**What to produce:** Beneath this task are records; print exactly the stretch of them from the line with "filename crates/vault-update/src/extract_tests.rs" through the line with "fn append_raw(builder: &mut", both ends included.

**Data shown:**
======

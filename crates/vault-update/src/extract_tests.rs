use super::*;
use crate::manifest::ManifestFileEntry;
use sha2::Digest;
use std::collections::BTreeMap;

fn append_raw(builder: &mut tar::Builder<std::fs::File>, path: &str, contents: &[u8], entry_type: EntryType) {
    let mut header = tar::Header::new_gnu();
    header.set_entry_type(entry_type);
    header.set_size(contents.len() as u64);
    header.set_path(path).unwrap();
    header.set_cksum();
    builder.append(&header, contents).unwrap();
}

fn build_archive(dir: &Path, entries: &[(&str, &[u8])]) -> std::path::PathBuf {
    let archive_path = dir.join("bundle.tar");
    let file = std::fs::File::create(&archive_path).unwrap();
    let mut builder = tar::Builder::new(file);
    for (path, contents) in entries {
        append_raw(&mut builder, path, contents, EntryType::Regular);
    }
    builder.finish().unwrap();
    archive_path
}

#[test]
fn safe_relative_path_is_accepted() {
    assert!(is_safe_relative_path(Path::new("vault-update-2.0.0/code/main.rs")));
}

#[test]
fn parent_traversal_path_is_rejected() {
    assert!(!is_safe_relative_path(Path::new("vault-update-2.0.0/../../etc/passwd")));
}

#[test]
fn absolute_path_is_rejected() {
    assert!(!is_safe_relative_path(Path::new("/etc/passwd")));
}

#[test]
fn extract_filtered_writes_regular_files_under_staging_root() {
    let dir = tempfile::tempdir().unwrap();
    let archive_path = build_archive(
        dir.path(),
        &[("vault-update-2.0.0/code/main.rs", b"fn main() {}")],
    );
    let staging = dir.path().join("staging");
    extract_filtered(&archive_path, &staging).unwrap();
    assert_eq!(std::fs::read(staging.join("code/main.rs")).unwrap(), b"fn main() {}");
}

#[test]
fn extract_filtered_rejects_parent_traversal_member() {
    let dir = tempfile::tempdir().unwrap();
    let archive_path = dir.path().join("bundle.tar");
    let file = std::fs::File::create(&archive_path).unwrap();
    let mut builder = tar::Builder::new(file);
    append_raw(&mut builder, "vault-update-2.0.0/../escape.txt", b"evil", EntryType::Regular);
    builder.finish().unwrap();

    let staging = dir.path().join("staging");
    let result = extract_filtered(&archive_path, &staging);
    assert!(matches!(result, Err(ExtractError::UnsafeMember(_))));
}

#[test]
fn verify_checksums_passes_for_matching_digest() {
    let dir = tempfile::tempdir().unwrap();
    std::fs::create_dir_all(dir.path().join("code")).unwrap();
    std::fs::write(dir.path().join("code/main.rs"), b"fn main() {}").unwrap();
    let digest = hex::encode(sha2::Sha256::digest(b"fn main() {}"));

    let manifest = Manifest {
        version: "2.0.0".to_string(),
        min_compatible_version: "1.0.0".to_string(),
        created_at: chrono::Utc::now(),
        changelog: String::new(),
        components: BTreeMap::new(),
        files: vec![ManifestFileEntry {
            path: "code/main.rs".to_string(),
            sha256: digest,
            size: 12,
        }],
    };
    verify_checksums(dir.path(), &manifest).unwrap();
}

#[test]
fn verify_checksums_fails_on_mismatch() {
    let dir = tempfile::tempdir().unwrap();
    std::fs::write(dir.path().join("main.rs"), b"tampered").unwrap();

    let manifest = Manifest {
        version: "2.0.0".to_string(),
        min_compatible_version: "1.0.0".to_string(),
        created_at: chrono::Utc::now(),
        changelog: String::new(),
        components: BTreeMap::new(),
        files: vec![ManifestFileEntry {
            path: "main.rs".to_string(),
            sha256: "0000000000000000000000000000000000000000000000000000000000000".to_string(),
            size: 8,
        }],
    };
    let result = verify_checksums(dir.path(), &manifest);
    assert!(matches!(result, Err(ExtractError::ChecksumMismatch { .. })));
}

======

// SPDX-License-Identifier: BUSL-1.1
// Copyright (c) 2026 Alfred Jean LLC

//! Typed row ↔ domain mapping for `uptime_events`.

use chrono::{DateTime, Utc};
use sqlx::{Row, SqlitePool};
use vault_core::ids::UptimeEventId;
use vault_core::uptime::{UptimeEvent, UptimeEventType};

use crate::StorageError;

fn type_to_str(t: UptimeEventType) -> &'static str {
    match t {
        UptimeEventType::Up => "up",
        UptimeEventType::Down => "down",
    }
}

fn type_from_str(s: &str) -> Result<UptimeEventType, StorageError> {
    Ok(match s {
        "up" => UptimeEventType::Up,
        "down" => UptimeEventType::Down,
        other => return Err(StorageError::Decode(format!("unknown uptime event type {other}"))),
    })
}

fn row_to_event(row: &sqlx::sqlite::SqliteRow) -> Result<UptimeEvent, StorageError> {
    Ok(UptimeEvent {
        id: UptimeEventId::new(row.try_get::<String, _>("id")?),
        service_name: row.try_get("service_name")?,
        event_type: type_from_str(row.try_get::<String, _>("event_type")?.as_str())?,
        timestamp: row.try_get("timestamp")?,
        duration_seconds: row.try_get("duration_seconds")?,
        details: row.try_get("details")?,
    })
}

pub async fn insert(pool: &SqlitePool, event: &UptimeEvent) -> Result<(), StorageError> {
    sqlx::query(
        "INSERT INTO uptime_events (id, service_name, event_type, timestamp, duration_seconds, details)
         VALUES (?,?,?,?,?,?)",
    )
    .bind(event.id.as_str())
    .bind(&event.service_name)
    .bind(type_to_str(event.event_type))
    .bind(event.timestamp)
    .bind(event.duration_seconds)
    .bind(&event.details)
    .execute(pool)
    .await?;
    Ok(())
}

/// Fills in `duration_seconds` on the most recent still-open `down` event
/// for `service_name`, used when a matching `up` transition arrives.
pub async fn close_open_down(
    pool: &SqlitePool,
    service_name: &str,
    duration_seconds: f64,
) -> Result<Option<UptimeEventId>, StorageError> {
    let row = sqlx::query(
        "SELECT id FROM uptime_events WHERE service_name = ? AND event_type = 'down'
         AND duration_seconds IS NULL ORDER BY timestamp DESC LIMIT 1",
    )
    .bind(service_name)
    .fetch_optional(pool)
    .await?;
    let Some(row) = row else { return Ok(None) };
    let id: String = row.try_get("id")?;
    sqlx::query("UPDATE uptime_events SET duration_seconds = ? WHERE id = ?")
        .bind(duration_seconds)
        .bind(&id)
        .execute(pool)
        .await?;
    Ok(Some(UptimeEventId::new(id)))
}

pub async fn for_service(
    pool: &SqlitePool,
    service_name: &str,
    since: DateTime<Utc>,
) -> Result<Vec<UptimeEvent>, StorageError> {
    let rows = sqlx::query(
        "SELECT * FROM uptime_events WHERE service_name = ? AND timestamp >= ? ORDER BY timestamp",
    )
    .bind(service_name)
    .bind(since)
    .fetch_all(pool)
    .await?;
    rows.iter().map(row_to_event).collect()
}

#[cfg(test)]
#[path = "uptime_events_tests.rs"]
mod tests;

======

**Answer to this exercise:**
filename crates/vault-update/src/extract_tests.rs
use super::*;
use crate::manifest::ManifestFileEntry;
use sha2::Digest;
use std::collections::BTreeMap;

fn append_raw(builder: &mut tar::Builder<std::fs::File>, path: &str, contents: &[u8], entry_type: EntryType) {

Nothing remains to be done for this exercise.